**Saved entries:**
---
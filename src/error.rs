use thiserror::Error;

/// Errors produced by the shape editor core
#[derive(Debug, Error)]
pub enum EditorError {
    /// A geometric operation would leave a shape in an inconsistent state
    #[error("invalid geometry: {0}")]
    InvalidGeometry(String),

    /// A mode name that does not correspond to any editor mode
    #[error("unknown mode: {0}")]
    UnknownMode(String),

    /// A color identifier that is not of the form `#RRGGBB`
    #[error("invalid color: {0}")]
    InvalidColor(String),

    /// A configuration value out of its accepted range
    #[error("invalid configuration: {0}")]
    InvalidConfig(String),

    #[error("failed to parse configuration: {0}")]
    ConfigParse(#[from] serde_json::Error),

    #[error("failed to read configuration: {0}")]
    Io(#[from] std::io::Error),
}

pub type EditorResult<T> = Result<T, EditorError>;
//! # trellis
//!
//! Command-line runner for Trellis graph pipelines.
//!
//! - `config`: TOML pipeline description and the binary's error type
//! - `cli`: clap command tree and command implementations

pub mod cli;
pub mod config;
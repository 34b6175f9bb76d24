//! Integration tests for pipeline configuration and execution.

// Allow unwrap and panic in tests - these are standard for test code
#![allow(clippy::unwrap_used, clippy::panic)]

use std::io::Write;
use std::path::PathBuf;
use tempfile::TempDir;
use trellis::cli::{GeneratorKind, capability_report, degree_histogram, generate_graph, pull_vertices, write_vertices};
use trellis::config::{CliError, PipelineConfig};
use trellis_core::Vertex;

fn write_file(dir: &TempDir, name: &str, contents: &str) -> PathBuf {
    let path = dir.path().join(name);
    let mut file = std::fs::File::create(&path).unwrap();
    file.write_all(contents.as_bytes()).unwrap();
    path
}

fn run(config: &PipelineConfig, limit: Option<usize>) -> Vec<Vertex> {
    let graph = config.build().unwrap();
    let mut out = Vec::new();
    write_vertices(pull_vertices(&*graph, limit).unwrap(), &mut out).unwrap();
    String::from_utf8(out)
        .unwrap()
        .lines()
        .map(|line| serde_json::from_str(line).unwrap())
        .collect()
}

// =============================================================================
// GENERATE
// =============================================================================

#[test]
fn test_generate_complete_graph_degrees() {
    let graph = generate_graph(GeneratorKind::Complete, 4, false, 0, None);
    assert_eq!(graph.edge_count(), 6);
    let histogram = degree_histogram(&graph).unwrap();
    assert_eq!(histogram.get(&3), Some(&4));
    assert_eq!(histogram.len(), 1);
}

#[test]
fn test_generate_random_graph_is_seeded() {
    let a = generate_graph(GeneratorKind::Random, 8, false, 42, Some(10));
    let b = generate_graph(GeneratorKind::Random, 8, false, 42, Some(10));
    assert_eq!(a.edge_count(), 10);
    assert_eq!(degree_histogram(&a).unwrap(), degree_histogram(&b).unwrap());
}

// =============================================================================
// RUN
// =============================================================================

#[test]
fn test_run_file_source_through_actor() {
    let dir = TempDir::new().unwrap();
    write_file(
        &dir,
        "graph.json",
        r#"{
            "directed": true,
            "vertices": [
                {"id": "a", "properties": [{"id": "name", "value": "foo123"}]},
                {"id": "b"}
            ],
            "edges": [{"source": "a", "target": "b"}]
        }"#,
    );
    let pipeline = write_file(
        &dir,
        "pipeline.toml",
        r#"
        [source]
        type = "file"
        path = "graph.json"

        [[stages]]
        type = "actor"
        selector = { type = "include", ids = ["a"] }
        action = { type = "stringReplace", pattern = "[0-9]+", replacement = "" }
        "#,
    );

    let config = PipelineConfig::load(&pipeline).unwrap();
    let vertices = run(&config, None);
    assert_eq!(vertices.len(), 2);
    assert_eq!(vertices[0].properties[0].value, trellis_core::Value::from("foo"));
    assert_eq!(vertices[0].out_edges().count(), 1);
}

#[test]
fn test_run_descendants_postorder() {
    let config = PipelineConfig::from_toml(
        r#"
        [source]
        type = "path"
        count = 3
        directed = true

        [[stages]]
        type = "descendants"
        root = 0
        traversal = "postorder"
        "#,
    )
    .unwrap();
    let ids: Vec<String> = run(&config, None)
        .into_iter()
        .map(|v| v.id.to_string())
        .collect();
    assert_eq!(ids, ["2", "1", "0"]);
}

#[test]
fn test_run_infinite_source_requires_limit() {
    let config = PipelineConfig::from_toml(
        r#"
        [source]
        type = "infinite"
        seed = 11
        childCount = 4
        "#,
    )
    .unwrap();
    let graph = config.build().unwrap();
    assert!(matches!(pull_vertices(&*graph, None), Err(CliError::Usage(_))));

    let vertices = run(&config, Some(25));
    assert!(!vertices.is_empty());
    assert!(vertices.len() <= 25);
}

#[test]
fn test_missing_graph_file_reports_path() {
    let dir = TempDir::new().unwrap();
    let pipeline = write_file(
        &dir,
        "pipeline.toml",
        r#"
        [source]
        type = "file"
        path = "absent.json"
        "#,
    );
    let config = PipelineConfig::load(&pipeline).unwrap();
    match config.build() {
        Err(CliError::Io { path, .. }) => assert!(path.ends_with("absent.json")),
        other => panic!("expected io error, got {:?}", other.map(|_| ())),
    }
}

// =============================================================================
// CAPABILITIES
// =============================================================================

#[test]
fn test_capability_report_flags() {
    let config = PipelineConfig::from_toml(
        r#"
        [source]
        type = "hub"
        count = 4

        [[stages]]
        type = "descendants"
        root = 0
        "#,
    )
    .unwrap();
    let graph = config.build().unwrap();
    let report = capability_report(&*graph);
    assert_eq!(report["finite"], true);
    assert_eq!(report["capabilities"]["entire"], true);
    assert_eq!(report["capabilities"]["dynamic-out"], false);
    assert_eq!(report["capabilities"]["rooted"], true);
}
---
**Required action:** The entries listed above are to be output exactly. Leave none out.

**Answer below:**
filename src/error.rs
use thiserror::Error;

/// Errors produced by the shape editor core
#[derive(Debug, Error)]
pub enum EditorError {
    /// A geometric operation would leave a shape in an inconsistent state
    #[error("invalid geometry: {0}")]
    InvalidGeometry(String),

    /// A mode name that does not correspond to any editor mode
    #[error("unknown mode: {0}")]
    UnknownMode(String),

    /// A color identifier that is not of the form `#RRGGBB`
    #[error("invalid color: {0}")]
    InvalidColor(String),

    /// A configuration value out of its accepted range
    #[error("invalid configuration: {0}")]
    InvalidConfig(String),

    #[error("failed to parse configuration: {0}")]
    ConfigParse(#[from] serde_json::Error),

    #[error("failed to read configuration: {0}")]
    Io(#[from] std::io::Error),
}

pub type EditorResult<T> = Result<T, EditorError>;
//! # trellis
//!
//! Command-line runner for Trellis graph pipelines.
//!
//! - `config`: TOML pipeline description and the binary's error type
//! - `cli`: clap command tree and command implementations

pub mod cli;
pub mod config;
repository 34b6175f9bb76d24
//! Integration tests for pipeline configuration and execution.

// Allow unwrap and panic in tests - these are standard for test code
#![allow(clippy::unwrap_used, clippy::panic)]

use std::io::Write;
use std::path::PathBuf;
use tempfile::TempDir;
use trellis::cli::{GeneratorKind, capability_report, degree_histogram, generate_graph, pull_vertices, write_vertices};
use trellis::config::{CliError, PipelineConfig};
use trellis_core::Vertex;

fn write_file(dir: &TempDir, name: &str, contents: &str) -> PathBuf {
    let path = dir.path().join(name);
    let mut file = std::fs::File::create(&path).unwrap();
    file.write_all(contents.as_bytes()).unwrap();
    path
}

fn run(config: &PipelineConfig, limit: Option<usize>) -> Vec<Vertex> {
    let graph = config.build().unwrap();
    let mut out = Vec::new();
    write_vertices(pull_vertices(&*graph, limit).unwrap(), &mut out).unwrap();
    String::from_utf8(out)
        .unwrap()
        .lines()
        .map(|line| serde_json::from_str(line).unwrap())
        .collect()
}

// =============================================================================
// GENERATE
// =============================================================================

#[test]
fn test_generate_complete_graph_degrees() {
    let graph = generate_graph(GeneratorKind::Complete, 4, false, 0, None);
    assert_eq!(graph.edge_count(), 6);
    let histogram = degree_histogram(&graph).unwrap();
    assert_eq!(histogram.get(&3), Some(&4));
    assert_eq!(histogram.len(), 1);
}

#[test]
fn test_generate_random_graph_is_seeded() {
    let a = generate_graph(GeneratorKind::Random, 8, false, 42, Some(10));
    let b = generate_graph(GeneratorKind::Random, 8, false, 42, Some(10));
    assert_eq!(a.edge_count(), 10);
    assert_eq!(degree_histogram(&a).unwrap(), degree_histogram(&b).unwrap());
}

// =============================================================================
// RUN
// =============================================================================

#[test]
fn test_run_file_source_through_actor() {
    let dir = TempDir::new().unwrap();
    write_file(
        &dir,
        "graph.json",
        r#"{
            "directed": true,
            "vertices": [
                {"id": "a", "properties": [{"id": "name", "value": "foo123"}]},
                {"id": "b"}
            ],
            "edges": [{"source": "a", "target": "b"}]
        }"#,
    );
    let pipeline = write_file(
        &dir,
        "pipeline.toml",
        r#"
        [source]
        type = "file"
        path = "graph.json"

        [[stages]]
        type = "actor"
        selector = { type = "include", ids = ["a"] }
        action = { type = "stringReplace", pattern = "[0-9]+", replacement = "" }
        "#,
    );

    let config = PipelineConfig::load(&pipeline).unwrap();
    let vertices = run(&config, None);
    assert_eq!(vertices.len(), 2);
    assert_eq!(vertices[0].properties[0].value, trellis_core::Value::from("foo"));
    assert_eq!(vertices[0].out_edges().count(), 1);
}

#[test]
fn test_run_descendants_postorder() {
    let config = PipelineConfig::from_toml(
        r#"
        [source]
        type = "path"
        count = 3
        directed = true

        [[stages]]
        type = "descendants"
        root = 0
        traversal = "postorder"
        "#,
    )
    .unwrap();
    let ids: Vec<String> = run(&config, None)
        .into_iter()
        .map(|v| v.id.to_string())
        .collect();
    assert_eq!(ids, ["2", "1", "0"]);
}

#[test]
fn test_run_infinite_source_requires_limit() {
    let config = PipelineConfig::from_toml(
        r#"
        [source]
        type = "infinite"
        seed = 11
        childCount = 4
        "#,
    )
    .unwrap();
    let graph = config.build().unwrap();
    assert!(matches!(pull_vertices(&*graph, None), Err(CliError::Usage(_))));

    let vertices = run(&config, Some(25));
    assert!(!vertices.is_empty());
    assert!(vertices.len() <= 25);
}

#[test]
fn test_missing_graph_file_reports_path() {
    let dir = TempDir::new().unwrap();
    let pipeline = write_file(
        &dir,
        "pipeline.toml",
        r#"
        [source]
        type = "file"
        path = "absent.json"
        "#,
    );
    let config = PipelineConfig::load(&pipeline).unwrap();
    match config.build() {
        Err(CliError::Io { path, .. }) => assert!(path.ends_with("absent.json")),
        other => panic!("expected io error, got {:?}", other.map(|_| ())),
    }
}

// =============================================================================
// CAPABILITIES
// =============================================================================

#[test]
fn test_capability_report_flags() {
    let config = PipelineConfig::from_toml(
        r#"
        [source]
        type = "hub"
        count = 4

        [[stages]]
        type = "descendants"
        root = 0
        "#,
    )
    .unwrap();
    let graph = config.build().unwrap();
    let report = capability_report(&*graph);
    assert_eq!(report["finite"], true);
    assert_eq!(report["capabilities"]["entire"], true);
    assert_eq!(report["capabilities"]["dynamic-out"], false);
    assert_eq!(report["capabilities"]["rooted"], true);
}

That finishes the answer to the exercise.